In Dec 2008 Shiller Index for 10 cities was ~162 (for 20 ~150) ;)

Jeff said...

Teddy

Great chart..Love it.

I am sure our housing prices will follow the same path.

Futures are up.

Financials were bid up about 5 minutes before the close.

You can bet that we will see some bank intervention tomorrow.

The pigmen must have pulled off another majic trick.

The fraud rolls on!

Jammer said...

I do not necessarily disagree with your conclusions, but the statement that Transparency means we default on all our debt has me confused. If we default on all the derivatives debt, which is what I assume you mean, not default on Government debt, will that make the world any more enamored with us and willing to buy treasuries and all the other things that make a global financial system work? I have no answers myself, but I worry that those who would simply let AIG and others collapse, after the world credit markets came to a halt when smallish Lehman went under, are not thinking through the consequences. Would we not have another world credit lock? Would calls for a world currency go away? I dont know that they would and that is worrisome when talking about defaulting on trillions in debt. By the way, only recently found this site and love it. Very good information and provocative conclusions.

Jeff said...

Jammer

Thanks!

When I say debt I mean mainly consumer debt. Let's hope treasuries survive. The consumer makes up 70% of the economy and they are up to their eyeballs in debt due to bloated mortgage payments.

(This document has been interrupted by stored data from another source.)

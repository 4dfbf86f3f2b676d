//! Budgeted context assembly.
//!
//! Produces the message window sent with a request: exactly one system
//! message followed by the newest history messages that fit in
//! `max_tokens - reserve_tokens`, in chronological order.
//!
//! History is cut as a suffix: messages are taken newest first and the
//! walk stops at the first message that would overflow, so the dropped
//! messages are always the oldest ones.

use std::sync::Arc;

use promptgate_core::{Message, Role};
use serde::{Deserialize, Serialize};
use tracing::{debug, warn};

use crate::token::{MESSAGE_OVERHEAD, TokenCounter};

/// Total window and the share held back for the model's reply.
#[derive(Debug, Clone, Copy, PartialEq, Eq, Serialize, Deserialize)]
pub struct ContextBudget {
    pub max_tokens: usize,
    pub reserve_tokens: usize,
}

impl Default for ContextBudget {
    fn default() -> Self {
        Self {
            max_tokens: 4096,
            reserve_tokens: 1000,
        }
    }
}

impl ContextBudget {
    pub fn new(max_tokens: usize, reserve_tokens: usize) -> Self {
        Self {
            max_tokens,
            reserve_tokens,
        }
    }

    /// Tokens available for the prompt itself.
    pub fn available(&self) -> usize {
        self.max_tokens.saturating_sub(self.reserve_tokens)
    }
}

/// Assembled message window.
#[derive(Debug, Clone, PartialEq, Eq, Serialize, Deserialize)]
pub struct ConversationContext {
    /// System message first, then history oldest to newest.
    pub messages: Vec<Message>,
    pub total_tokens: usize,
    /// History messages left out.
    pub dropped: usize,
    /// The system prompt alone exceeded the available budget.
    pub budget_too_small: bool,
}

impl ConversationContext {
    pub fn system(&self) -> Option<&Message> {
        self.messages.first()
    }

    pub fn history(&self) -> &[Message] {
        self.messages.get(1..).unwrap_or(&[])
    }
}

#[derive(Debug, Clone)]
pub struct ContextAssembler {
    counter: Arc<TokenCounter>,
    budget: ContextBudget,
}

impl ContextAssembler {
    pub fn new(counter: Arc<TokenCounter>, budget: ContextBudget) -> Self {
        Self { counter, budget }
    }

    pub fn budget(&self) -> ContextBudget {
        self.budget
    }

    pub fn counter(&self) -> &TokenCounter {
        &self.counter
    }

    /// Assemble with the configured budget.
    pub fn build(&self, history: &[Message], system_prompt: &str, model: &str) -> ConversationContext {
        self.build_with(history, system_prompt, model, self.budget)
    }

    pub fn build_with(
        &self,
        history: &[Message],
        system_prompt: &str,
        model: &str,
        budget: ContextBudget,
    ) -> ConversationContext {
        let available = budget.available();
        let system_tokens = self.counter.count(system_prompt, model) + MESSAGE_OVERHEAD;
        let system = Message::system(system_prompt).with_tokens(system_tokens);

        let candidates = history.iter().filter(|m| m.role != Role::System).count();

        if system_tokens > available {
            warn!(
                system_tokens,
                available,
                model,
                "System prompt exceeds context budget, sending it alone"
            );
            return ConversationContext {
                messages: vec![system],
                total_tokens: system_tokens,
                dropped: candidates,
                budget_too_small: true,
            };
        }

        let mut total = system_tokens;
        let mut selected = Vec::new();

        for msg in history.iter().rev().filter(|m| m.role != Role::System) {
            let cost = self.counter.message_cost(msg, model);
            if !Self::fits(total, cost, available) {
                break;
            }
            total += cost;
            selected.push(msg.clone().with_tokens(cost));
        }

        selected.reverse();
        let dropped = candidates - selected.len();

        let mut messages = Vec::with_capacity(selected.len() + 1);
        messages.push(system);
        messages.extend(selected);

        debug!(
            model,
            total_tokens = total,
            available,
            included = messages.len() - 1,
            dropped,
            "Assembled context"
        );

        ConversationContext {
            messages,
            total_tokens: total,
            dropped,
            budget_too_small: false,
        }
    }

    /// Whether a message of `candidate` tokens fits on top of `current`
    /// within the configured budget.
    pub fn will_fit(&self, current: usize, candidate: usize) -> bool {
        Self::fits(current, candidate, self.budget.available())
    }

    fn fits(current: usize, candidate: usize, available: usize) -> bool {
        current.saturating_add(candidate) <= available
    }
}
//! Quota enforcement for PromptGate.
//!
//! Two quota types share one discipline: check and increment in a single
//! indivisible store operation.
//!
//! - **Rate**: minute and hour request windows, evaluated as one batch
//! - **Tokens**: one budget per fixed period, with reservation and
//!   post-call reconciliation
//!
//! Counter stores:
//! - `InMemoryCounterStore`: single process, tests
//! - `SqliteCounterStore`: shared between processes on one host (feature `sqlite`)

pub mod in_memory;
pub mod keys;
pub mod ledger;
pub mod window;

#[cfg(feature = "sqlite")]
pub mod sqlite;

use std::sync::Arc;

use promptgate_config::StoreConfig;
use promptgate_core::{CounterStore, StoreError};

pub use in_memory::InMemoryCounterStore;
pub use keys::KeySpace;
pub use ledger::{QuotaLedger, RateDecision, TokenDecision, TokenUsage};
#[cfg(feature = "sqlite")]
pub use sqlite::SqliteCounterStore;

/// Build the counter store named in configuration.
pub async fn open_store(config: &StoreConfig) -> Result<Arc<dyn CounterStore>, StoreError> {
    match config.backend.as_str() {
        "memory" => Ok(Arc::new(InMemoryCounterStore::new())),
        #[cfg(feature = "sqlite")]
        "sqlite" => {
            let path = config.path.as_deref().ok_or_else(|| {
                StoreError::Unavailable("store.path is required for the sqlite backend".into())
            })?;
            Ok(Arc::new(SqliteCounterStore::new(path).await?))
        }
        other => Err(StoreError::Unavailable(format!(
            "unsupported store backend: {other}"
        ))),
    }
}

Our economy can't recover without them spending. We need consumer debt to be cleared via default and bk. This includes any company who overspent and leveraged up to much. Basically we need an economic reset so that things are affordable once again.

The banks need to let housing drop so the consumer has the ability to spend

Anonymous said...

@ Jammer
"Would calls for a world currency go away?"

I don't think so! The dollar was the only feasable solution after WW2, when Europe and Asia lay in ruins, the British Empire was about to fall apart, China, the Soviet Union and Eastern Europe were excluded from world economy.

By establishing the „dollar regime“ The US were able to detach their national currency / economy from a lot of risk. With commodities like oil, gold and a lot of other goods being traded only in dollars, the impact of a dollar devaluation on the US economy is much less severe.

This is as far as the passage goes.